* Saved data entries *
*** Begin section ***

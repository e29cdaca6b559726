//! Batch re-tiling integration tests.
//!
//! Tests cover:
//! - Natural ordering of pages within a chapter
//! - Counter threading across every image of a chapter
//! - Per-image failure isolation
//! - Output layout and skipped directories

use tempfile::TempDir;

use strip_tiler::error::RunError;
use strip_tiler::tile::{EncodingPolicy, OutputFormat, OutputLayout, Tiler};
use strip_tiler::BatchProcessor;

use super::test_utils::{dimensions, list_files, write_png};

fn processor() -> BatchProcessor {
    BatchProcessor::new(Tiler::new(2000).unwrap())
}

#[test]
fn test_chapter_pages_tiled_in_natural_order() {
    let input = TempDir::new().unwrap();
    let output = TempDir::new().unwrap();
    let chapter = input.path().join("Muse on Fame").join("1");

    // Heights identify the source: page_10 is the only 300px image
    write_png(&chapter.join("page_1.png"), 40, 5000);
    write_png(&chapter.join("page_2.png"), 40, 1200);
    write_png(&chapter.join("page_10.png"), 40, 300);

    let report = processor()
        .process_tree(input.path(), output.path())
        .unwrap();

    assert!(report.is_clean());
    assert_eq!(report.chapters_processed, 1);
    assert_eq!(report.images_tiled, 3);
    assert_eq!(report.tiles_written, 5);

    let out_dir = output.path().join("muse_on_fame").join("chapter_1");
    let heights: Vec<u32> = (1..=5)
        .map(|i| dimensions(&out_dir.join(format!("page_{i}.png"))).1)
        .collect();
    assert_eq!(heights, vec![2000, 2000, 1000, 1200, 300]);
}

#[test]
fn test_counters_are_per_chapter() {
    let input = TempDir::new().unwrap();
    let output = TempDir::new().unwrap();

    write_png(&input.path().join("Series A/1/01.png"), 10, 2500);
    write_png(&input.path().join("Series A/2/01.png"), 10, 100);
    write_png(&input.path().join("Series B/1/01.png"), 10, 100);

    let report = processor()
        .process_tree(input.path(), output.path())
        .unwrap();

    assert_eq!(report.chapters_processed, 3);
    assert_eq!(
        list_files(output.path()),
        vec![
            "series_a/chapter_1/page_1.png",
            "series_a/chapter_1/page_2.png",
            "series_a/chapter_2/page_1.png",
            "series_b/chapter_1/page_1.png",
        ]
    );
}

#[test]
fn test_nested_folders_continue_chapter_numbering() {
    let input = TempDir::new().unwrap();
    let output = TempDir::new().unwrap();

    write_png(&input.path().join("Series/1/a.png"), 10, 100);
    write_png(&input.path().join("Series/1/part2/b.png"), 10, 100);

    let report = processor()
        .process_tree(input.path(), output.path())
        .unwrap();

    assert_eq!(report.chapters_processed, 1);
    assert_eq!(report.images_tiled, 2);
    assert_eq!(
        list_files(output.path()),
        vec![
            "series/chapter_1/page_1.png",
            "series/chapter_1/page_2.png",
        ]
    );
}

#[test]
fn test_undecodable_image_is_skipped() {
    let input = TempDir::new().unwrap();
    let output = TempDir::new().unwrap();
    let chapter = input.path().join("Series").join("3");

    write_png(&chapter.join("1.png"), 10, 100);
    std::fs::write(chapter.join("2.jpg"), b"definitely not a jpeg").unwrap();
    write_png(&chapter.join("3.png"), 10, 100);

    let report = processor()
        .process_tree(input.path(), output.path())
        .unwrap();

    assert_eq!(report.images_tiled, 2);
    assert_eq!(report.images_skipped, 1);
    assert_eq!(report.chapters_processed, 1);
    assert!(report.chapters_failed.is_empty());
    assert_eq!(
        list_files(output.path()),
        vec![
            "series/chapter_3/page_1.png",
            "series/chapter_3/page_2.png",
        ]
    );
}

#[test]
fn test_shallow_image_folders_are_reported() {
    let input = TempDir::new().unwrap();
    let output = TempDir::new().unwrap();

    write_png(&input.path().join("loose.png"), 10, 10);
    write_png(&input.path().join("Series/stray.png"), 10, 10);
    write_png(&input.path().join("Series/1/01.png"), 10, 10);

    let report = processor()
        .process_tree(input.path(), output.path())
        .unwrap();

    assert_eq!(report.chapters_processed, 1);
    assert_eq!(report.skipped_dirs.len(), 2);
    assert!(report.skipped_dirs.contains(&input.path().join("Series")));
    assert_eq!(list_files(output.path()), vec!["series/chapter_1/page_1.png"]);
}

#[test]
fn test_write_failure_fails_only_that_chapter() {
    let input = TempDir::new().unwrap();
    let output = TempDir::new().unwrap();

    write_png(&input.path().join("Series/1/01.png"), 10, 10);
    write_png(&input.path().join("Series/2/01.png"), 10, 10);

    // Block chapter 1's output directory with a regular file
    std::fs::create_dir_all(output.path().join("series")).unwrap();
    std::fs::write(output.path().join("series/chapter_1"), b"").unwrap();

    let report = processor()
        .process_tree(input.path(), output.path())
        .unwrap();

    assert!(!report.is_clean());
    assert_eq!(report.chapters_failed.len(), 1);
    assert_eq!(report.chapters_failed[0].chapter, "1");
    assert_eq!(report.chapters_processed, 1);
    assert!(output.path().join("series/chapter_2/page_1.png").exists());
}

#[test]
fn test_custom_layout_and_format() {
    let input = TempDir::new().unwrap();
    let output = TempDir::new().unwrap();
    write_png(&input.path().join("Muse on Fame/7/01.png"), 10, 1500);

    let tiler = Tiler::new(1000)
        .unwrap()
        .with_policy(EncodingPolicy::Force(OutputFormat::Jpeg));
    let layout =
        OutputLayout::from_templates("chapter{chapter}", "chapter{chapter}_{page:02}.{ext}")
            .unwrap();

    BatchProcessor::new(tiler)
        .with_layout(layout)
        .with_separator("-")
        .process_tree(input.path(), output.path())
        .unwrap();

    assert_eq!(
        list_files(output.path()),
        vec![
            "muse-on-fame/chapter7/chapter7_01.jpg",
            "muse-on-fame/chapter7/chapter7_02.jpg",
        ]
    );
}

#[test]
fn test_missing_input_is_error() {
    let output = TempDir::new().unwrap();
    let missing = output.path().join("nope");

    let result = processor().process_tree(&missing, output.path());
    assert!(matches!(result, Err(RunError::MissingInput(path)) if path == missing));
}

*** End section ***

* WHAT YOU NEED TO DO *
Repeat the data precisely, reproducing every entry.

* OUTPUT OF THE EXERCISE *
repository e29cdaca6b559726
//! Batch re-tiling integration tests.
//!
//! Tests cover:
//! - Natural ordering of pages within a chapter
//! - Counter threading across every image of a chapter
//! - Per-image failure isolation
//! - Output layout and skipped directories

use tempfile::TempDir;

use strip_tiler::error::RunError;
use strip_tiler::tile::{EncodingPolicy, OutputFormat, OutputLayout, Tiler};
use strip_tiler::BatchProcessor;

use super::test_utils::{dimensions, list_files, write_png};

fn processor() -> BatchProcessor {
    BatchProcessor::new(Tiler::new(2000).unwrap())
}

#[test]
fn test_chapter_pages_tiled_in_natural_order() {
    let input = TempDir::new().unwrap();
    let output = TempDir::new().unwrap();
    let chapter = input.path().join("Muse on Fame").join("1");

    // Heights identify the source: page_10 is the only 300px image
    write_png(&chapter.join("page_1.png"), 40, 5000);
    write_png(&chapter.join("page_2.png"), 40, 1200);
    write_png(&chapter.join("page_10.png"), 40, 300);

    let report = processor()
        .process_tree(input.path(), output.path())
        .unwrap();

    assert!(report.is_clean());
    assert_eq!(report.chapters_processed, 1);
    assert_eq!(report.images_tiled, 3);
    assert_eq!(report.tiles_written, 5);

    let out_dir = output.path().join("muse_on_fame").join("chapter_1");
    let heights: Vec<u32> = (1..=5)
        .map(|i| dimensions(&out_dir.join(format!("page_{i}.png"))).1)
        .collect();
    assert_eq!(heights, vec![2000, 2000, 1000, 1200, 300]);
}

#[test]
fn test_counters_are_per_chapter() {
    let input = TempDir::new().unwrap();
    let output = TempDir::new().unwrap();

    write_png(&input.path().join("Series A/1/01.png"), 10, 2500);
    write_png(&input.path().join("Series A/2/01.png"), 10, 100);
    write_png(&input.path().join("Series B/1/01.png"), 10, 100);

    let report = processor()
        .process_tree(input.path(), output.path())
        .unwrap();

    assert_eq!(report.chapters_processed, 3);
    assert_eq!(
        list_files(output.path()),
        vec![
            "series_a/chapter_1/page_1.png",
            "series_a/chapter_1/page_2.png",
            "series_a/chapter_2/page_1.png",
            "series_b/chapter_1/page_1.png",
        ]
    );
}

#[test]
fn test_nested_folders_continue_chapter_numbering() {
    let input = TempDir::new().unwrap();
    let output = TempDir::new().unwrap();

    write_png(&input.path().join("Series/1/a.png"), 10, 100);
    write_png(&input.path().join("Series/1/part2/b.png"), 10, 100);

    let report = processor()
        .process_tree(input.path(), output.path())
        .unwrap();

    assert_eq!(report.chapters_processed, 1);
    assert_eq!(report.images_tiled, 2);
    assert_eq!(
        list_files(output.path()),
        vec![
            "series/chapter_1/page_1.png",
            "series/chapter_1/page_2.png",
        ]
    );
}

#[test]
fn test_undecodable_image_is_skipped() {
    let input = TempDir::new().unwrap();
    let output = TempDir::new().unwrap();
    let chapter = input.path().join("Series").join("3");

    write_png(&chapter.join("1.png"), 10, 100);
    std::fs::write(chapter.join("2.jpg"), b"definitely not a jpeg").unwrap();
    write_png(&chapter.join("3.png"), 10, 100);

    let report = processor()
        .process_tree(input.path(), output.path())
        .unwrap();

    assert_eq!(report.images_tiled, 2);
    assert_eq!(report.images_skipped, 1);
    assert_eq!(report.chapters_processed, 1);
    assert!(report.chapters_failed.is_empty());
    assert_eq!(
        list_files(output.path()),
        vec![
            "series/chapter_3/page_1.png",
            "series/chapter_3/page_2.png",
        ]
    );
}

#[test]
fn test_shallow_image_folders_are_reported() {
    let input = TempDir::new().unwrap();
    let output = TempDir::new().unwrap();

    write_png(&input.path().join("loose.png"), 10, 10);
    write_png(&input.path().join("Series/stray.png"), 10, 10);
    write_png(&input.path().join("Series/1/01.png"), 10, 10);

    let report = processor()
        .process_tree(input.path(), output.path())
        .unwrap();

    assert_eq!(report.chapters_processed, 1);
    assert_eq!(report.skipped_dirs.len(), 2);
    assert!(report.skipped_dirs.contains(&input.path().join("Series")));
    assert_eq!(list_files(output.path()), vec!["series/chapter_1/page_1.png"]);
}

#[test]
fn test_write_failure_fails_only_that_chapter() {
    let input = TempDir::new().unwrap();
    let output = TempDir::new().unwrap();

    write_png(&input.path().join("Series/1/01.png"), 10, 10);
    write_png(&input.path().join("Series/2/01.png"), 10, 10);

    // Block chapter 1's output directory with a regular file
    std::fs::create_dir_all(output.path().join("series")).unwrap();
    std::fs::write(output.path().join("series/chapter_1"), b"").unwrap();

    let report = processor()
        .process_tree(input.path(), output.path())
        .unwrap();

    assert!(!report.is_clean());
    assert_eq!(report.chapters_failed.len(), 1);
    assert_eq!(report.chapters_failed[0].chapter, "1");
    assert_eq!(report.chapters_processed, 1);
    assert!(output.path().join("series/chapter_2/page_1.png").exists());
}

#[test]
fn test_custom_layout_and_format() {
    let input = TempDir::new().unwrap();
    let output = TempDir::new().unwrap();
    write_png(&input.path().join("Muse on Fame/7/01.png"), 10, 1500);

    let tiler = Tiler::new(1000)
        .unwrap()
        .with_policy(EncodingPolicy::Force(OutputFormat::Jpeg));
    let layout =
        OutputLayout::from_templates("chapter{chapter}", "chapter{chapter}_{page:02}.{ext}")
            .unwrap();

    BatchProcessor::new(tiler)
        .with_layout(layout)
        .with_separator("-")
        .process_tree(input.path(), output.path())
        .unwrap();

    assert_eq!(
        list_files(output.path()),
        vec![
            "muse-on-fame/chapter7/chapter7_01.jpg",
            "muse-on-fame/chapter7/chapter7_02.jpg",
        ]
    );
}

#[test]
fn test_missing_input_is_error() {
    let output = TempDir::new().unwrap();
    let missing = output.path().join("nope");

    let result = processor().process_tree(&missing, output.path());
    assert!(matches!(result, Err(RunError::MissingInput(path)) if path == missing));
}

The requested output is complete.